SOURCE: The Independent
DATE: March 11, 2021
SNIP: The huge demand for face masks in the year since the coronavirus pandemic has swept the globe has resulted in enormous production of disposable masks, but it is now feared that undisposed of properly, they pose a major threat to the natural world.

Recent studies estimate around the world humans are now using a mind-boggling 129 billion face masks every month. Taking 31 days in a month that is an average usage of 2.8 million masks a minute being used across the planet.

Researchers now warn the huge volume of mask, with their plastic composition, pose a growing environmental threat and are urging action to prevent it from becoming the next plastic problem.

Environmental toxicologist Elvis Genbo Xu from the University of Southern Denmark and professor Zhiyong Jason Ren, an expert in civil and environmental engineering at Princeton University, said: “Disposable masks are plastic products, that cannot be readily biodegraded but may fragment into smaller plastic particles, namely micro- and nanoplastics that widespread in ecosystems.

“The enormous production of disposable masks is on a similar scale as plastic bottles, which is estimated to be 43 billion per month.”
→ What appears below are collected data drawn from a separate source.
//! PostgresqlStandalone Custom Resource Definition
//!
//! A PostgresqlStandalone is one single-node PostgreSQL service instance.
//! The operator provisions a deployment namespace, storage, credentials, a
//! Helm release and an optional backup schedule for it, then reports
//! readiness through status conditions.

use chrono::{DateTime, Utc};
use k8s_openapi::apimachinery::pkg::api::resource::Quantity;
use kube::CustomResource;
use schemars::JsonSchema;
use serde::{Deserialize, Serialize};

use super::types::{find_condition, Condition, CONDITION_READY};

/// Supported PostgreSQL major versions
#[derive(Clone, Copy, Debug, Default, Deserialize, Serialize, JsonSchema, PartialEq, Eq, Hash)]
pub enum MajorVersion {
    /// PostgreSQL 14
    #[serde(rename = "v14")]
    V14,
    /// PostgreSQL 15
    #[default]
    #[serde(rename = "v15")]
    V15,
    /// PostgreSQL 16
    #[serde(rename = "v16")]
    V16,
}

impl MajorVersion {
    /// Label value used to select the matching operator config
    pub fn as_str(&self) -> &'static str {
        match self {
            Self::V14 => "v14",
            Self::V15 => "v15",
            Self::V16 => "v16",
        }
    }
}

impl std::fmt::Display for MajorVersion {
    fn fmt(&self, f: &mut std::fmt::Formatter<'_>) -> std::fmt::Result {
        f.write_str(self.as_str())
    }
}

impl std::str::FromStr for MajorVersion {
    type Err = crate::Error;

    fn from_str(s: &str) -> Result<Self, Self::Err> {
        match s {
            "v14" => Ok(Self::V14),
            "v15" => Ok(Self::V15),
            "v16" => Ok(Self::V16),
            _ => Err(crate::Error::validation(format!(
                "invalid major version: {s}, expected one of: v14, v15, v16"
            ))),
        }
    }
}

/// Compute and storage sizing
#[derive(Clone, Debug, Default, Deserialize, Serialize, JsonSchema, PartialEq)]
#[serde(rename_all = "camelCase")]
pub struct Resources {
    /// Memory limit of the database container
    #[serde(default, skip_serializing_if = "Option::is_none")]
    pub memory_limit: Option<Quantity>,

    /// Requested size of the data volume; may only grow
    #[serde(default, skip_serializing_if = "Option::is_none")]
    pub storage_capacity: Option<Quantity>,
}

/// Database parameters
#[derive(Clone, Debug, Default, Deserialize, Serialize, JsonSchema, PartialEq)]
#[serde(rename_all = "camelCase")]
pub struct Parameters {
    /// PostgreSQL major version; immutable once set
    #[serde(default)]
    pub major_version: MajorVersion,

    /// Compute and storage sizing
    #[serde(default)]
    pub resources: Resources,

    /// Expose the `postgres` superuser password in the connection secret
    #[serde(default)]
    pub enable_super_user: bool,
}

/// Backup settings
#[derive(Clone, Debug, Default, Deserialize, Serialize, JsonSchema, PartialEq)]
#[serde(rename_all = "camelCase")]
pub struct BackupSpec {
    /// Schedule periodic backups of the database
    #[serde(default)]
    pub enabled: bool,
}

/// Where to write the connection secret
#[derive(Clone, Debug, Default, Deserialize, Serialize, JsonSchema, PartialEq)]
#[serde(rename_all = "camelCase")]
pub struct ConnectionSecretRef {
    /// Secret name in the instance namespace
    #[serde(default)]
    pub name: String,
}

/// Specification for a PostgresqlStandalone
#[derive(CustomResource, Clone, Debug, Default, Deserialize, Serialize, JsonSchema, PartialEq)]
#[kube(
    group = "postgresql.pgaas.dev",
    version = "v1alpha1",
    kind = "PostgresqlStandalone",
    plural = "postgresqlstandalones",
    shortname = "pgs",
    namespaced,
    status = "PostgresqlStandaloneStatus",
    printcolumn = r#"{"name":"Version","type":"string","jsonPath":".spec.parameters.majorVersion"}"#,
    printcolumn = r#"{"name":"Ready","type":"string","jsonPath":".status.conditions[?(@.type=='Ready')].status"}"#,
    printcolumn = r#"{"name":"Namespace","type":"string","jsonPath":".status.helmChart.deploymentNamespace"}"#,
    printcolumn = r#"{"name":"Age","type":"date","jsonPath":".metadata.creationTimestamp"}"#
)]
#[serde(rename_all = "camelCase")]
pub struct PostgresqlStandaloneSpec {
    /// Database parameters
    #[serde(default)]
    pub parameters: Parameters,

    /// Backup settings
    #[serde(default)]
    pub backup: BackupSpec,

    /// Connection secret destination
    #[serde(default)]
    pub write_connection_secret_to_ref: ConnectionSecretRef,
}

/// How the database is deployed
#[derive(Clone, Copy, Debug, Default, Deserialize, Serialize, JsonSchema, PartialEq, Eq)]
pub enum DeploymentStrategy {
    /// Deployed through a Helm release
    #[default]
    HelmChart,
}

/// Metadata of the deployed chart
#[derive(Clone, Debug, Default, Deserialize, Serialize, JsonSchema, PartialEq)]
#[serde(rename_all = "camelCase")]
pub struct HelmChartStatus {
    /// Chart repository URL
    #[serde(default, skip_serializing_if = "String::is_empty")]
    pub repository: String,

    /// Chart name
    #[serde(default, skip_serializing_if = "String::is_empty")]
    pub name: String,

    /// Chart version
    #[serde(default, skip_serializing_if = "String::is_empty")]
    pub version: String,

    /// Generated namespace holding the deployment
    #[serde(default, skip_serializing_if = "String::is_empty")]
    pub deployment_namespace: String,

    /// Last time the release values changed
    #[serde(default, skip_serializing_if = "Option::is_none")]
    pub modified_time: Option<DateTime<Utc>>,

    /// Hash of the last applied release values
    #[serde(default, skip_serializing_if = "String::is_empty")]
    pub values_hash: String,
}

/// Status of a PostgresqlStandalone
#[derive(Clone, Debug, Default, Deserialize, Serialize, JsonSchema, PartialEq)]
#[serde(rename_all = "camelCase")]
pub struct PostgresqlStandaloneStatus {
    /// How the database is deployed
    #[serde(default, skip_serializing_if = "Option::is_none")]
    pub deployment_strategy: Option<DeploymentStrategy>,

    /// Deployed chart metadata
    #[serde(default, skip_serializing_if = "Option::is_none")]
    pub helm_chart: Option<HelmChartStatus>,

    /// Status conditions
    #[serde(default, skip_serializing_if = "Vec::is_empty")]
    pub conditions: Vec<Condition>,

    /// Observed generation
    #[serde(default, skip_serializing_if = "Option::is_none")]
    pub observed_generation: Option<i64>,
}

impl PostgresqlStandaloneStatus {
    /// Generated deployment namespace, if one was assigned
    pub fn deployment_namespace(&self) -> Option<&str> {
        self.helm_chart
            .as_ref()
            .map(|h| h.deployment_namespace.as_str())
            .filter(|ns| !ns.is_empty())
    }

    /// True if the Ready condition is set to True
    pub fn is_ready(&self) -> bool {
        find_condition(&self.conditions, CONDITION_READY).is_some_and(|c| c.is_true())
    }
}

impl PostgresqlStandalone {
    /// Generated deployment namespace, if one was assigned
    pub fn deployment_namespace(&self) -> Option<&str> {
        self.status
            .as_ref()
            .and_then(PostgresqlStandaloneStatus::deployment_namespace)
    }

    /// Connection secret name, falling back to the instance name
    pub fn connection_secret_name(&self) -> String {
        let name = &self.spec.write_connection_secret_to_ref.name;
        if name.is_empty() {
            self.metadata.name.clone().unwrap_or_default()
        } else {
            name.clone()
        }
    }
}

#[cfg(test)]
mod tests {
    use super::*;
    use kube::CustomResourceExt;

    fn parse_spec(yaml: &str) -> PostgresqlStandaloneSpec {
        serde_yaml::from_str(yaml).expect("parse spec")
    }

    #[test]
    fn spec_parses_camel_case() {
        let spec = parse_spec(
            r#"
parameters:
  majorVersion: v16
  resources:
    memoryLimit: 256Mi
    storageCapacity: 1Gi
  enableSuperUser: true
backup:
  enabled: true
writeConnectionSecretToRef:
  name: my-db-conn
"#,
        );

        assert_eq!(spec.parameters.major_version, MajorVersion::V16);
        assert_eq!(
            spec.parameters.resources.storage_capacity,
            Some(Quantity("1Gi".to_string()))
        );
        assert!(spec.parameters.enable_super_user);
        assert!(spec.backup.enabled);
        assert_eq!(spec.write_connection_secret_to_ref.name, "my-db-conn");
    }

    #[test]
    fn unknown_major_version_is_rejected() {
        assert!("v13".parse::<MajorVersion>().is_err());
        assert_eq!("v14".parse::<MajorVersion>().unwrap(), MajorVersion::V14);
        assert!(serde_yaml::from_str::<PostgresqlStandaloneSpec>(
            "parameters:\n  majorVersion: v9\n"
        )
        .is_err());
    }

    #[test]
    fn connection_secret_name_falls_back_to_instance_name() {
        let mut instance = PostgresqlStandalone::new("my-db", PostgresqlStandaloneSpec::default());
        assert_eq!(instance.connection_secret_name(), "my-db");

        instance.spec.write_connection_secret_to_ref.name = "explicit".to_string();
        assert_eq!(instance.connection_secret_name(), "explicit");
    }

    #[test]
    fn empty_deployment_namespace_counts_as_unassigned() {
        let mut instance = PostgresqlStandalone::new("my-db", PostgresqlStandaloneSpec::default());
        assert_eq!(instance.deployment_namespace(), None);

        instance.status = Some(PostgresqlStandaloneStatus {
            helm_chart: Some(HelmChartStatus::default()),
            ..Default::default()
        });
        assert_eq!(instance.deployment_namespace(), None);

        instance.status = Some(PostgresqlStandaloneStatus {
            helm_chart: Some(HelmChartStatus {
                deployment_namespace: "sv-postgresql-s-abc".to_string(),
                ..Default::default()
            }),
            ..Default::default()
        });
        assert_eq!(instance.deployment_namespace(), Some("sv-postgresql-s-abc"));
    }

    #[test]
    fn crd_is_namespaced_with_status() {
        let crd = PostgresqlStandalone::crd();
        assert_eq!(crd.spec.group, "postgresql.pgaas.dev");
        assert_eq!(crd.spec.scope, "Namespaced");
        assert_eq!(crd.spec.names.kind, "PostgresqlStandalone");
    }
}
If not disposed of for recycling, like other plastic waste, disposable masks can end up in the environment, freshwater systems, and oceans, where weathering can generate a large number of micro-sized particles (smaller than 5mm) in a matter of weeks and further fragment into nanoplastics (smaller than 1 micrometer).

The researchers stressed they do not know exactly how masks contribute to the large number of plastic particles detected in the environment – simply because no data on mask degradation in nature exists.

“But we know that, like other plastic debris, disposable masks may also accumulate and release harmful chemical and biological substances, such as bisphenol A, heavy metals, as well as pathogenic micro-organisms,” said Dr Genbo Xu.

“These may pose indirect adverse impacts on plants, animals and humans.”